**ABOUT THIS EXERCISE:** Show, from the entries below, every line in which "KindFilter" appears.
[Start of Attachment]
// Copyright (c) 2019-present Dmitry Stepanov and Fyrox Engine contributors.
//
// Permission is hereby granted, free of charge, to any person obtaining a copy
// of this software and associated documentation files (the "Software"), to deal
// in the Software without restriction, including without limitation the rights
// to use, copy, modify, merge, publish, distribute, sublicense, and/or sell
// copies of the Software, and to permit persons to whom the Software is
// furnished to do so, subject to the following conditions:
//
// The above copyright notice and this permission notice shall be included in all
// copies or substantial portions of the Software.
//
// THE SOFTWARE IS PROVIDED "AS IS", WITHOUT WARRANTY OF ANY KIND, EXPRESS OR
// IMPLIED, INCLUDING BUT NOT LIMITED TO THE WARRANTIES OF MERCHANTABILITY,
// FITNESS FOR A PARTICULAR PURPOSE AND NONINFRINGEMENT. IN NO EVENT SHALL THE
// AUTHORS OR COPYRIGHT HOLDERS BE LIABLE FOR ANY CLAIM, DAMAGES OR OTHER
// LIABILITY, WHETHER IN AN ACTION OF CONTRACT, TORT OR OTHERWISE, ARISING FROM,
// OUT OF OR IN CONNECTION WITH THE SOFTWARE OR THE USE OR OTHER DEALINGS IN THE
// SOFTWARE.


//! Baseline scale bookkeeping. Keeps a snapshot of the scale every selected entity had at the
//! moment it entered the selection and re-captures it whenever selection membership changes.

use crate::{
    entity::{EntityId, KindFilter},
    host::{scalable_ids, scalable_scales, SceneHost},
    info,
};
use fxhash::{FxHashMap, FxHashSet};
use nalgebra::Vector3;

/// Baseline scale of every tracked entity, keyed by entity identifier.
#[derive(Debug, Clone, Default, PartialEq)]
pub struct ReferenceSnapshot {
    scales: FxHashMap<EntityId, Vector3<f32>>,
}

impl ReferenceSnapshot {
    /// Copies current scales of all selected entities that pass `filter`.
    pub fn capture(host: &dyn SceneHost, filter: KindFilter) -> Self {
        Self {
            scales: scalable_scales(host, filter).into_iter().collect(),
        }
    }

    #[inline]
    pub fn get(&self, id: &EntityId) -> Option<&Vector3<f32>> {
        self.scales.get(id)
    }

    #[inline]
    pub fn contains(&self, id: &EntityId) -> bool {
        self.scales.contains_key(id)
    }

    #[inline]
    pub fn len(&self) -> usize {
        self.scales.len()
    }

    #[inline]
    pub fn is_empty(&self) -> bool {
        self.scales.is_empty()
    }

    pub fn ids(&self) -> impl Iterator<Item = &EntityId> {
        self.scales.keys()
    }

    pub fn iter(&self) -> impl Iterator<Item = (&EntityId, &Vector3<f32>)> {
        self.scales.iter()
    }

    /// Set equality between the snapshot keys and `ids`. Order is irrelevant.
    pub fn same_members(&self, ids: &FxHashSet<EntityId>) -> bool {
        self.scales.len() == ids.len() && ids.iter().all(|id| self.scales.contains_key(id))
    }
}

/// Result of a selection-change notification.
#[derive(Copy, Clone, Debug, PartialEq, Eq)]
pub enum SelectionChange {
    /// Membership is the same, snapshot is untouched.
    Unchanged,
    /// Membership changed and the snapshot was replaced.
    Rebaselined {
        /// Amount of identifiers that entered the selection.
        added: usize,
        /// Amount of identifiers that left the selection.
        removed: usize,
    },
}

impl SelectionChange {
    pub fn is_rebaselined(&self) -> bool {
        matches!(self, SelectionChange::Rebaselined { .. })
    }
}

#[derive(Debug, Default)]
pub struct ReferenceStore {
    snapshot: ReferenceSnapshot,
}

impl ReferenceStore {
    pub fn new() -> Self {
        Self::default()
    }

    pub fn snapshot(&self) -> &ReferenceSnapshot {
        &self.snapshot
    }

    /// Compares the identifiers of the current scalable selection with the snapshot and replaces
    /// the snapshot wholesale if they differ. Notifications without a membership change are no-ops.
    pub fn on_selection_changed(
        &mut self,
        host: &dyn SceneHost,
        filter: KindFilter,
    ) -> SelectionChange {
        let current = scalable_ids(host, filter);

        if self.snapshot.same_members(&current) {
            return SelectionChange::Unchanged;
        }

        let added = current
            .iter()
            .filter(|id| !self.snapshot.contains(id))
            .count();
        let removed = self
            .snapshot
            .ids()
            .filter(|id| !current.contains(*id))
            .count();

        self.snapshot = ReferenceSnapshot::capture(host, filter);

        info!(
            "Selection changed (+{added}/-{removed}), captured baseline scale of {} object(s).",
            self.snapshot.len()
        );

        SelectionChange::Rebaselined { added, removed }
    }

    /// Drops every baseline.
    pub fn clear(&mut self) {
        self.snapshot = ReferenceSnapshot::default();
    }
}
[End of Attachment]
**ANSWER TO THIS EXERCISE:**
    entity::{EntityId, KindFilter},
    pub fn capture(host: &dyn SceneHost, filter: KindFilter) -> Self {
        filter: KindFilter,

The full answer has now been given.